_DATASET RECORDS_

<<<<

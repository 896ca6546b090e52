use std::cell::RefCell;
use std::marker::PhantomData;
use std::sync::Arc;

use crate::scope::key::WindowKey;
use crate::scope::session::SessionId;
use crate::scope::window::WindowOwner;

thread_local! {
    static CURRENT_WINDOW: RefCell<Option<WindowKey>> = RefCell::new(None);
    static CURRENT_OWNER: RefCell<Option<Arc<dyn WindowOwner>>> = RefCell::new(None);
    static CURRENT_SESSION: RefCell<Option<SessionId>> = RefCell::new(None);
}

/// Thread-local registry of the "current" context handles.
///
/// The hosting environment publishes the window key it is about to construct
/// a window for, the owning window instance once one exists, and the session
/// the request belongs to. The registry is per-thread by construction and is
/// never shared between two concurrent requests.
///
/// Prefer the `enter_*` guards, which restore the previous value on drop;
/// the explicit set/clear accessors exist for host integrations that cannot
/// hold a guard across a callback boundary.
pub struct ContextRegistry;

impl ContextRegistry {
    /// Current window key for the calling thread
    pub fn current_window() -> Option<WindowKey> {
        CURRENT_WINDOW.with(|current| *current.borrow())
    }

    /// Publish the current window key for the calling thread
    pub fn set_current_window(key: WindowKey) {
        CURRENT_WINDOW.with(|current| *current.borrow_mut() = Some(key));
    }

    /// Clear the current window key for the calling thread
    pub fn clear_current_window() {
        CURRENT_WINDOW.with(|current| *current.borrow_mut() = None);
    }

    /// Publish `key` for the duration of the returned guard.
    ///
    /// The previous key, if any, is restored when the guard drops, so window
    /// construction may nest.
    #[must_use]
    pub fn enter_window(key: WindowKey) -> WindowContextGuard {
        let previous = CURRENT_WINDOW.with(|current| current.borrow_mut().replace(key));
        WindowContextGuard {
            previous,
            _not_send: PhantomData,
        }
    }

    /// Current owning window instance for the calling thread
    pub fn current_owner() -> Option<Arc<dyn WindowOwner>> {
        CURRENT_OWNER.with(|current| current.borrow().clone())
    }

    /// Publish the owning window instance for the calling thread
    pub fn bind_current_owner(owner: Arc<dyn WindowOwner>) {
        CURRENT_OWNER.with(|current| *current.borrow_mut() = Some(owner));
    }

    /// Clear the owning window instance for the calling thread
    pub fn clear_current_owner() {
        CURRENT_OWNER.with(|current| *current.borrow_mut() = None);
    }

    /// Current session for the calling thread
    pub fn current_session() -> Option<SessionId> {
        CURRENT_SESSION.with(|current| *current.borrow())
    }

    /// Publish the current session for the calling thread
    pub fn set_current_session(session: SessionId) {
        CURRENT_SESSION.with(|current| *current.borrow_mut() = Some(session));
    }

    /// Clear the current session for the calling thread
    pub fn clear_current_session() {
        CURRENT_SESSION.with(|current| *current.borrow_mut() = None);
    }

    /// Publish `session` for the duration of the returned guard
    #[must_use]
    pub fn enter_session(session: SessionId) -> SessionContextGuard {
        let previous = CURRENT_SESSION.with(|current| current.borrow_mut().replace(session));
        SessionContextGuard {
            previous,
            _not_send: PhantomData,
        }
    }

    /// Clear every handle published on the calling thread.
    ///
    /// Required at logical-request boundaries in pooled-thread environments:
    /// a recycled worker must not leak one request's handles into the next.
    pub fn clear_all() {
        Self::clear_current_window();
        Self::clear_current_owner();
        Self::clear_current_session();
    }
}

/// Restores the previously published window key on drop.
///
/// Tied to the thread that created it.
pub struct WindowContextGuard {
    previous: Option<WindowKey>,
    _not_send: PhantomData<*const ()>,
}

impl Drop for WindowContextGuard {
    fn drop(&mut self) {
        let previous = self.previous;
        CURRENT_WINDOW.with(|current| *current.borrow_mut() = previous);
    }
}

/// Restores the previously published session on drop.
///
/// Tied to the thread that created it.
pub struct SessionContextGuard {
    previous: Option<SessionId>,
    _not_send: PhantomData<*const ()>,
}

impl Drop for SessionContextGuard {
    fn drop(&mut self) {
        let previous = self.previous;
        CURRENT_SESSION.with(|current| *current.borrow_mut() = previous);
    }
}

>>>>

_REQUIRED ACTION_
Exact lines only, please: output the listing from the first line to the line with "static CURRENT_WINDOW: RefCell<Option<WindowKey>>", both included.

_TASK SOLUTION_
repository 896ca6546b090e52
use std::cell::RefCell;
use std::marker::PhantomData;
use std::sync::Arc;

use crate::scope::key::WindowKey;
use crate::scope::session::SessionId;
use crate::scope::window::WindowOwner;

thread_local! {
    static CURRENT_WINDOW: RefCell<Option<WindowKey>> = RefCell::new(None);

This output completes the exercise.